Kleiner Nachtrag:
Föderalismus kann meiner Ansicht nach per se nicht viel bewirken. es ist ...in erster Linie, wenn auch nicht ausschließlich ... ein staatsorganisatorisches Prinzip. Ein Instrument mit vielen Vorteilen, aber auch Nachteilen.
Das zeigt sich auch historisch. Anders als das seit dem Sonnenkönig total zentralistisch ausgerichtete Frankreich, war der Bereich, den wir heute das Staatsgebiet der BRD nennen, immer schon stark föderativ geprägt:
"In Deutschland ist die föderative Ordnung das Ergebnis eines historischen Prozesses, sie geht auf das föderale Erbe früherer staatlicher oder staatsähnlicher Einheiten und organisierter Bündnisse zurück. Trotz aller Zäsuren und Brüche, wie beispielsweise die Gleichschaltung der deutschen Länder 1933/34 u. a. mit dem Gesetz über den Neuaufbau des Reichs (1934), ist es möglich, eine Linie föderaler Tradition vom Heiligen Römischen Reich, über den Rheinbund, den Deutschen Bund, den Norddeutschen Bund und das Deutsche Reich (Kaiserreich 1871–1918, Weimarer Republik 1919–1933, Drittes Reich 1933–1945) bis hin zur Staatlichkeit der heutigen Länder der Bundesrepublik Deutschland zu ziehen."
Und trotzdem hat es das Dritte Reich gegeben. Das Gedanken"gut " ist langsam in allen Bereichen im 19. Jahrhundert herangewachsen.Und ...bestärkt durch äußere andere Einflüsse.... zum schändlichen "Höhepunkt" herangewachsen.
und bis heute unterscheiden sich die Preißen und die Bayern sogar manchmal im Charakter/Temperament....
finde ich gut..... :wink:
beides ist wichtig und richtig je nach Situation - mal mehr vorteilhaft - mal weniger.....sowohl die einzelnen Bundesländer - als auch das Wir-alle-sind-Deutschland.....
aktuell wird ein bundeslandübergreifender Pandemie-Umgang gewünscht....

@ Filippa

HEUTE kann der Föderalismus dazu beitragen, dass ungesunde zentralistische Nationalgefühle nicht überhand nehmen, NACHDEM wir eine 75jährige solide Erfahrung mit der Demokratie in Deutschland gewonnen haben. - Eine Erfahrung, die der Weimarer Republik fehlte, so dass der Föderalismus allein - der in Deutschland genauso wie der Zentralismus in Frankreich historisch bedingt ist - nicht viel ausrichten konnte. 

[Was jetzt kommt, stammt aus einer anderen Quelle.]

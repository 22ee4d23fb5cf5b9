//! Outward requests produced by the chrome handlers.
//!
//! Handlers never touch the window system. They return [`Effect`]s, and an
//! [`EffectSink`] owned by the platform adapter carries them out after the
//! handler has returned.

use crate::rect::{Point, Rect};

#[derive(Debug, Clone, Copy, PartialEq, Eq, Hash)]
pub enum ShowCommand {
    Minimize,
    Maximize,
    Restore,
}

#[derive(Debug, Clone, PartialEq, Eq)]
pub enum Effect {
    Invalidate(Rect),
    // SWP_FRAMECHANGED, so WM_NCCALCSIZE runs again
    RefreshFrame,
    CloseWindow,
    ShowWindow(ShowCommand),
    /// Blocking acknowledgment box. Further notifications wait until it is
    /// dismissed.
    ShowModal { caption: String, text: String },
    /// Grey out whichever of maximize/restore does not apply.
    SyncSystemMenu {
        maximize_enabled: bool,
        restore_enabled: bool,
    },
    ShowSystemMenu { at: Point },
    Quit,
}

pub trait EffectSink {
    fn apply(&mut self, effect: Effect);

    fn apply_all(&mut self, effects: impl IntoIterator<Item = Effect>)
    where
        Self: Sized,
    {
        for effect in effects {
            self.apply(effect);
        }
    }
}

impl EffectSink for Vec<Effect> {
    fn apply(&mut self, effect: Effect) {
        self.push(effect);
    }
}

Das alles schrieb ich gestern bereits! Deine Methode, die zusammenwirkende Vielfalt der Argumentation eines Gegners auseinander zu brechen, um einzelne Aussgagen explizit scheinbar besser widerlegen zu können, fruchtet bei mir nicht, sondern entlarvt mir eher Deine Schwäche, Dich auf das komplexe Gedankengebäude eines anderen, das Dir offenbar schwer zugänglich ist, nicht einlassen zu können.

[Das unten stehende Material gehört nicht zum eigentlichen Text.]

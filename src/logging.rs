use tracing_subscriber::EnvFilter;

/// Installs a compact stderr subscriber filtered by `RUST_LOG` (default
/// `info`). Safe to call multiple times; later calls are no-ops.
pub fn init_default() {
    let filter = EnvFilter::try_from_default_env().unwrap_or_else(|_| EnvFilter::new("info"));

    let _ = tracing_subscriber::fmt()
        .with_env_filter(filter)
        .with_writer(std::io::stderr)
        .with_target(false)
        .with_thread_names(false)
        .compact()
        .try_init();
}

Wer sich dafür interessiert, was ich tatsächlich schrieb, kann ja alles - im Zusammenenhang belassen (!) - auf der vorherigen Seite noch einmal nachlesen




Genauso wenig, wie sich die Mensch ethnischer Gruppen freiwillig mit denen in anderen Kulturkreisen gleichmachen ließen, wenn sie die Wahl hätten, weil sie damit ihre Identifikationsbasis verlören, so wenig ließen sich Länderregierungen miteinander gleichmachen, und auf ihre Vormachtstellung verzichten, wenn sie es nicht müssten, weil sie sonst im Kampf gegen einen Stärkeren unterliegen würden, den sie nur gemeinsam besiegen können.

Bei der Föderation schließen sich die Regierungen mehrerer Herrschaftsbereiche in Form von Republiken zusammen, um gemeinschaftlich die Monarchie abzuschaffen, sofern der Monarch ihnen nicht diejenigen innenpolitischen Freiheiten lässt, nach denen es sie als Herrscher gelüstet, während er außenpolitisch weiterhin ihr Dienstherr bleibt.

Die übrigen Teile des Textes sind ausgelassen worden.